For many, it will mean a return to their places of work or, for some, a blended pattern of partial homeworking.
The pandemic, fuelled by new communications technologies, has shifted the ways in which we will go on working, living and socialising.
We have cautioned several times about the need to reinvent our towns and cities for a resilient post-pandemic future.
That may mean converting redundant offices into new homes, rather than the government’s current policy of building anything anywhere. In that, London has shown a different and pragmatic way.
The government’s build, build, build policy, superficially attractive, has already attracted opposition from within its own party.
In a rush to create quick jobs, local democracy appears threatened by the tide of new greenbelt housing the government’s plans will being.
What’s needed is visionary thinking to recognise that our towns and cities are vitally important. However, what we need is a different kind of built environment.
That’s why we’d like to champion a new development from Threefold Architects.
Third way
Matt Driscoll, a director of the practice, says that we don’t have to make a binary choice between the old commute and working in isolation from home, because there is a third way.
That third way recognises that the traditional boundaries between work and home have been blurring over recent years. The pandemic has speeded up that process of change still further.
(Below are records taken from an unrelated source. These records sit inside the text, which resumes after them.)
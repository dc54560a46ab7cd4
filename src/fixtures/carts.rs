//! Cart Fixtures

use serde::Deserialize;

/// Wrapper for cart lines in YAML
#[derive(Debug, Deserialize)]
pub struct CartFixture {
    /// Lines in the order they were added
    pub items: Vec<CartLineFixture>,
}

/// Cart line fixture
#[derive(Debug, Deserialize)]
pub struct CartLineFixture {
    /// Product key
    pub product: String,

    /// Units of the product
    #[serde(default = "one")]
    pub quantity: u32,

    /// Whether the line starts selected
    #[serde(default = "selected")]
    pub selected: bool,
}

fn one() -> u32 {
    1
}

fn selected() -> bool {
    true
}
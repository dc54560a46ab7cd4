//! Catalog
//!
//! Read-only source of products and deals. Pricing and timer logic only ever see a [`Catalog`],
//! never embedded sample records.

use rustc_hash::{FxHashMap, FxHashSet};
use rusty_money::iso::Currency;
use thiserror::Error;

use crate::{
    deals::{Deal, DealId},
    products::{Product, ProductId},
};

/// Errors raised while assembling a catalog.
#[derive(Debug, Error, PartialEq)]
pub enum CatalogError {
    /// Two products share an id.
    #[error("duplicate product id {0}")]
    DuplicateProduct(ProductId),

    /// Two deals share an id.
    #[error("duplicate deal id {0}")]
    DuplicateDeal(DealId),

    /// A deal refers to a product the catalog does not have.
    #[error("deal {0} refers to unknown product {1}")]
    UnknownDealProduct(DealId, ProductId),

    /// Products are priced in different currencies (expected, found).
    #[error("currency mismatch: expected {0}, found {1}")]
    CurrencyMismatch(&'static str, &'static str),
}

/// Read-only product and deal repository.
pub trait Catalog<'a> {
    /// All products.
    fn products(&self) -> &[Product<'a>];

    /// All deals.
    fn deals(&self) -> &[Deal];

    /// Look up a product by id.
    fn product(&self, id: &ProductId) -> Option<&Product<'a>> {
        self.products().iter().find(|product| &product.id == id)
    }

    /// Look up a deal by id.
    fn deal(&self, id: &DealId) -> Option<&Deal> {
        self.deals().iter().find(|deal| deal.id() == id)
    }

    /// Products covered by a deal, in catalog order.
    fn deal_products(&self, deal: &Deal) -> Vec<&Product<'a>> {
        self.products()
            .iter()
            .filter(|product| deal.covers(&product.id))
            .collect()
    }
}

/// Catalog held in memory.
#[derive(Debug, Clone, Default)]
pub struct InMemoryCatalog<'a> {
    products: Vec<Product<'a>>,
    deals: Vec<Deal>,
    index: FxHashMap<ProductId, usize>,
}

impl<'a> InMemoryCatalog<'a> {
    /// Build a catalog, checking ids are unique, deals only reference known products and all
    /// products share one currency.
    ///
    /// # Errors
    ///
    /// Returns a [`CatalogError`] describing the first inconsistency found.
    pub fn new(products: Vec<Product<'a>>, deals: Vec<Deal>) -> Result<Self, CatalogError> {
        let mut index = FxHashMap::default();
        let mut currency: Option<&Currency> = None;

        for (idx, product) in products.iter().enumerate() {
            if index.insert(product.id.clone(), idx).is_some() {
                return Err(CatalogError::DuplicateProduct(product.id.clone()));
            }

            match currency {
                Some(expected) if expected != product.currency() => {
                    return Err(CatalogError::CurrencyMismatch(
                        expected.iso_alpha_code,
                        product.currency().iso_alpha_code,
                    ));
                }
                Some(_) => {}
                None => currency = Some(product.currency()),
            }
        }

        let mut deal_ids = FxHashSet::default();

        for deal in &deals {
            if !deal_ids.insert(deal.id().clone()) {
                return Err(CatalogError::DuplicateDeal(deal.id().clone()));
            }

            if let Some(missing) = deal.product_ids().iter().find(|id| !index.contains_key(*id)) {
                return Err(CatalogError::UnknownDealProduct(
                    deal.id().clone(),
                    missing.clone(),
                ));
            }
        }

        Ok(Self {
            products,
            deals,
            index,
        })
    }

    /// Currency shared by every product, or `None` for an empty catalog.
    pub fn currency(&self) -> Option<&'a Currency> {
        self.products.first().map(Product::currency)
    }
}

impl<'a> Catalog<'a> for InMemoryCatalog<'a> {
    fn products(&self) -> &[Product<'a>] {
        &self.products
    }

    fn deals(&self) -> &[Deal] {
        &self.deals
    }

    fn product(&self, id: &ProductId) -> Option<&Product<'a>> {
        self.index.get(id).and_then(|idx| self.products.get(*idx))
    }
}

#[cfg(test)]
mod tests {
    use decimal_percentage::Percentage;
    use jiff::Timestamp;
    use rusty_money::{
        Money,
        iso::{MWK, USD},
    };
    use testresult::TestResult;

    use super::*;

    fn products<'a>() -> Vec<Product<'a>> {
        vec![
            Product::new("1", "Gaming Mouse", Money::from_major(2_799_999, MWK)),
            Product::new("3", "Mousepad", Money::from_major(539_999, MWK)),
        ]
    }

    fn deal(products: &[&str]) -> TestResult<Deal> {
        Ok(Deal::new(
            "flash-1",
            "Gaming week",
            Percentage::from(0.2),
            Timestamp::from_second(1_760_000_000)?,
        )?
        .with_products(products.iter().copied().map(ProductId::new)))
    }

    #[test]
    fn lookups() -> TestResult {
        let catalog = InMemoryCatalog::new(products(), vec![deal(&["3"])?])?;

        assert_eq!(
            catalog.product(&ProductId::new("3")).map(|p| p.name.as_str()),
            Some("Mousepad")
        );
        assert!(catalog.product(&ProductId::new("9")).is_none());
        assert_eq!(catalog.currency(), Some(MWK));

        let deal = catalog
            .deal(&DealId::new("flash-1"))
            .ok_or("deal not found")?;
        let covered: Vec<&str> = catalog
            .deal_products(deal)
            .iter()
            .map(|p| p.id.as_str())
            .collect();

        assert_eq!(covered, ["3"]);

        Ok(())
    }

    #[test]
    fn rejects_unknown_deal_product() -> TestResult {
        let result = InMemoryCatalog::new(products(), vec![deal(&["1", "7"])?]);

        assert!(matches!(
            result,
            Err(CatalogError::UnknownDealProduct(_, id)) if id == ProductId::new("7")
        ));

        Ok(())
    }

    #[test]
    fn rejects_duplicates_and_mixed_currencies() -> TestResult {
        let mut duplicated = products();
        duplicated.push(Product::new("1", "Again", Money::from_major(1, MWK)));

        assert!(matches!(
            InMemoryCatalog::new(duplicated, Vec::new()),
            Err(CatalogError::DuplicateProduct(_))
        ));

        let mut mixed = products();
        mixed.push(Product::new("9", "Import", Money::from_major(1, USD)));

        assert!(matches!(
            InMemoryCatalog::new(mixed, Vec::new()),
            Err(CatalogError::CurrencyMismatch("MWK", "USD"))
        ));

        assert!(matches!(
            InMemoryCatalog::new(products(), vec![deal(&[])?, deal(&[])?]),
            Err(CatalogError::DuplicateDeal(_))
        ));

        Ok(())
    }
}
Matt Driscoll says that, essentially, it’s gone from work-life balance to become work-life integration.
Of course, the office will remain important. It’s a social hub that ferments collaboration, creativity and face-to-face learning.
But in looking to the future of the office, it should no longer, he believes, be a binary choice between the daily commute and working from home.
What his practice has been developing, in partnership with others, are progressive models of living and working.
One solution is a progressive model of near-home working. This builds in shared working space into the design of new housing developments.
It therefore is about creating new homes with spaces for people to also work near their homes.
It’s not a concept confined to the drawing board. Their Swaker Yard project in Borehamwood, a commuter town, has allowed them to explore some of those ideas.
The scheme, which recently received planning permission, has a 50:50 split of workspace and homes.
Workspace
It will have nine homes and 9,500 sq ft of flexible workspace, with small office units, co-working and café space, and a mews of workshop studios.
While people from outside the development can take working space, those spaces will be free to residents of the development.
Matt Driscoll makes that point that the experience of lockdown has bought into sharp focus the need for these types of spaces within every community.
Work-near-home projects could reactivate high streets, shorten the commute, and enhance peoples’ working experience.
It’s an interesting concept and one that national and local government should pay attention to because, for many of us, we no longer need a binary choice between home and office.
As a company, it’s an idea that we find interesting. Our business is about the design and supply of advanced glazing systems to contain fire.
Until now, that’s been about, for example, creating protected escape routes for residential blocks, or discrete containment areas in office or retail spaces.
Our internal and external systems are therefore about minimising fire damage by trapping it in one place, and protecting human life.
More recently, we have fire tested one of our systems to offer dual-directional fire safety, because fire can – and does – start anywhere.
But old architectural thinking has meant that our systems have either been specified for residential or commercial uses.
That binary choice has now been blurred, with new work and life choices feeding through into innovative architectural thinking.
We welcome that new thinking and, whatever the future holds, our systems are there to do what they’ve always done. Protect buildings, any kind of building, and the people who live and work in them.